In life, Yauch was very concerned about the use of his music for advertising purposes. His will contained the following typewritten clause: “Notwithstanding anything to the contrary, in no event may my image or name be used for advertising purposes.” Apparently, Yauch became dissatisfied with this clause and thus also chose to handwrite in an additional phrase. The will now reads (the additional handwritten clause is underlined): “Notwithstanding anything to the contrary, in no event may my image or name or any music or any artistic property created by me be used for advertising purposes.”
This handwritten clause raises all sorts of interesting legal questions for attorneys. (Note for clients: “Interesting legal questions for attorneys” often translates into expensive and time-consuming legal processes for clients. Clients typically want to avoid being a part of an interesting legal question when possible.) First, there are a number of intellectual property issues, which are beyond the scope of this article. Second, this handwritten addition raises the question of the validity of these types of changes to a will. Can an individual simply make handwritten changes to his or her will, after the will is executed, and have those changes respected by a probate court?
The answer we would give is: Don’t count on it. Certainly one can find cases where handwritten changes to a will were made and the probate court examining the will respected those changes. This is most often true when none of the will beneficiaries or other potential heirs question or contest those changes.
One big problem with this strategy is that the law establishes a number of will execution formalities. These formalities have several purposes, one of which is to impress upon the person making the will the importance of the document which they are signing. By requiring a person to go through all of the formalities, including having witnesses and a notary, the law hopes that a person making a will shall strongly consider whether the terms of the will match their reasoned intent. If it is too easy to make a will, the law notes that some people will be swayed by temporary emotions and may execute a document that may not reflect their reasoned intentions.

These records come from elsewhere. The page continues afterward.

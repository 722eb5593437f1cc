//! Field-keyed validation messages.

use std::collections::BTreeMap;
use std::fmt;

use serde::{Deserialize, Serialize};

/// Key used for messages that do not belong to a single field.
pub const NON_FIELD_ERRORS: &str = "non_field_errors";

pub const BLANK: &str = "This field may not be blank.";
pub const REQUIRED: &str = "This field is required.";

/// Validation messages grouped by field name.
///
/// Serializes as a plain object, e.g. `{"text": ["This field may not be blank."]}`.
#[derive(Debug, Clone, Default, PartialEq, Eq, Serialize, Deserialize)]
#[serde(transparent)]
pub struct FieldErrors(BTreeMap<String, Vec<String>>);

impl FieldErrors {
    pub fn new() -> Self {
        Self::default()
    }

    pub fn single(field: &str, message: impl Into<String>) -> Self {
        let mut errors = Self::new();
        errors.add(field, message);
        errors
    }

    pub fn general(message: impl Into<String>) -> Self {
        Self::single(NON_FIELD_ERRORS, message)
    }

    pub fn add(&mut self, field: &str, message: impl Into<String>) {
        self.0
            .entry(field.to_string())
            .or_default()
            .push(message.into());
    }

    /// Merge another set of messages into this one.
    pub fn extend(&mut self, other: FieldErrors) {
        for (field, messages) in other.0 {
            self.0.entry(field).or_default().extend(messages);
        }
    }

    pub fn is_empty(&self) -> bool {
        self.0.is_empty()
    }

    pub fn get(&self, field: &str) -> Option<&[String]> {
        self.0.get(field).map(Vec::as_slice)
    }

    pub fn contains(&self, field: &str) -> bool {
        self.0.contains_key(field)
    }

    /// `Ok(())` when nothing was recorded.
    pub fn into_result(self) -> Result<(), FieldErrors> {
        if self.is_empty() { Ok(()) } else { Err(self) }
    }

    pub fn into_map(self) -> BTreeMap<String, Vec<String>> {
        self.0
    }
}

impl fmt::Display for FieldErrors {
    fn fmt(&self, f: &mut fmt::Formatter<'_>) -> fmt::Result {
        let parts: Vec<String> = self
            .0
            .iter()
            .map(|(field, messages)| format!("{}: {}", field, messages.join(" ")))
            .collect();
        write!(f, "{}", parts.join("; "))
    }
}

/// Record [`BLANK`] for `field` when `value` is empty or whitespace.
pub fn require_non_blank(errors: &mut FieldErrors, field: &str, value: &str) -> bool {
    if value.trim().is_empty() {
        errors.add(field, BLANK);
        false
    } else {
        true
    }
}

/// Shorten `text` to `limit` characters, appending `...` when something was cut.
pub fn preview(text: &str, limit: usize) -> String {
    match text.char_indices().nth(limit) {
        Some((cut, _)) => format!("{}...", &text[..cut]),
        None => text.to_string(),
    }
}
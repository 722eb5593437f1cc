//! Domain-level error types.

use thiserror::Error;

use crate::validation::FieldErrors;

/// Domain errors - business logic failures.
#[derive(Debug, Error)]
pub enum DomainError {
    #[error("Validation failed: {0}")]
    Validation(FieldErrors),
}

impl DomainError {
    /// Validation failure on a single field.
    pub fn invalid(field: &str, message: impl Into<String>) -> Self {
        Self::Validation(FieldErrors::single(field, message))
    }
}

impl From<FieldErrors> for DomainError {
    fn from(errors: FieldErrors) -> Self {
        Self::Validation(errors)
    }
}

/// Repository-level errors.
#[derive(Debug, Error)]
pub enum RepoError {
    #[error("Database connection failed: {0}")]
    Connection(String),

    #[error("Query execution failed: {0}")]
    Query(String),

    #[error("Entity not found")]
    NotFound,

    #[error("Constraint violation: {0}")]
    Constraint(String),
}
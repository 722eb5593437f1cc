//! Seen-post entity for SeaORM. Unique per (user_id, post_id), see `schema`.

use sea_orm::Set;
use sea_orm::entity::prelude::*;

#[derive(Clone, Debug, PartialEq, Eq, DeriveEntityModel)]
#[sea_orm(table_name = "seen_posts")]
pub struct Model {
    #[sea_orm(primary_key, auto_increment = false)]
    pub id: Uuid,
    pub user_id: Uuid,
    pub post_id: Uuid,
}

#[derive(Copy, Clone, Debug, EnumIter, DeriveRelation)]
pub enum Relation {
    #[sea_orm(
        belongs_to = "super::account::Entity",
        from = "Column::UserId",
        to = "super::account::Column::Id",
        on_update = "Cascade",
        on_delete = "Cascade"
    )]
    Account,
    #[sea_orm(
        belongs_to = "super::post::Entity",
        from = "Column::PostId",
        to = "super::post::Column::Id",
        on_update = "Cascade",
        on_delete = "Cascade"
    )]
    Post,
}

impl Related<super::post::Entity> for Entity {
    fn to() -> RelationDef {
        Relation::Post.def()
    }
}

impl ActiveModelBehavior for ActiveModel {}

impl From<pixgram_core::domain::SeenPost> for ActiveModel {
    fn from(seen: pixgram_core::domain::SeenPost) -> Self {
        Self {
            id: Set(seen.id),
            user_id: Set(seen.user_id),
            post_id: Set(seen.post_id),
        }
    }
}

When a person fails to comply with all of the will formalities, courts begin to question whether the person really intended to change their will. For example, was the person really just making notes of potential changes they wanted to their will, but later decided against them? Was the person coerced by a family member into making these changes, when such coercion would have been uncovered and thwarted if the decedent had to visit a lawyer to change his or her will? Was the decedent really the person who made the changes? In the end, a court may choose to recognize these changes, may disregard these changes, or may decide that the will itself was revoked (e.g., if the will contained significant cross outs). In the first two instances, there is a real possibility that the decedent’s property will not end up where it should. In the last instance, there is a real possibility that the decedent would be treated as dying without a will, so the decedent’s assets would pass under the state’s intestate laws. All of these outcomes defeat the point of estate planning.
We understand that visiting a lawyer to execute a will involves cost and some inconvenience. Many clients think that they are saving time and money by writing in changes to their will themselves. But often, such handwritten changes just generate will contests and disputes - which cost far more to resolve than a new will would have cost. In addition, these changes could cause all of the planning undertaken by the decedent to have failed.
Our advice is to avoid this uncertainty. If you want to change your will, do it right. Seek out legal counsel and execute a new will. The cost of a will now is far less than the cost of a legal battle later.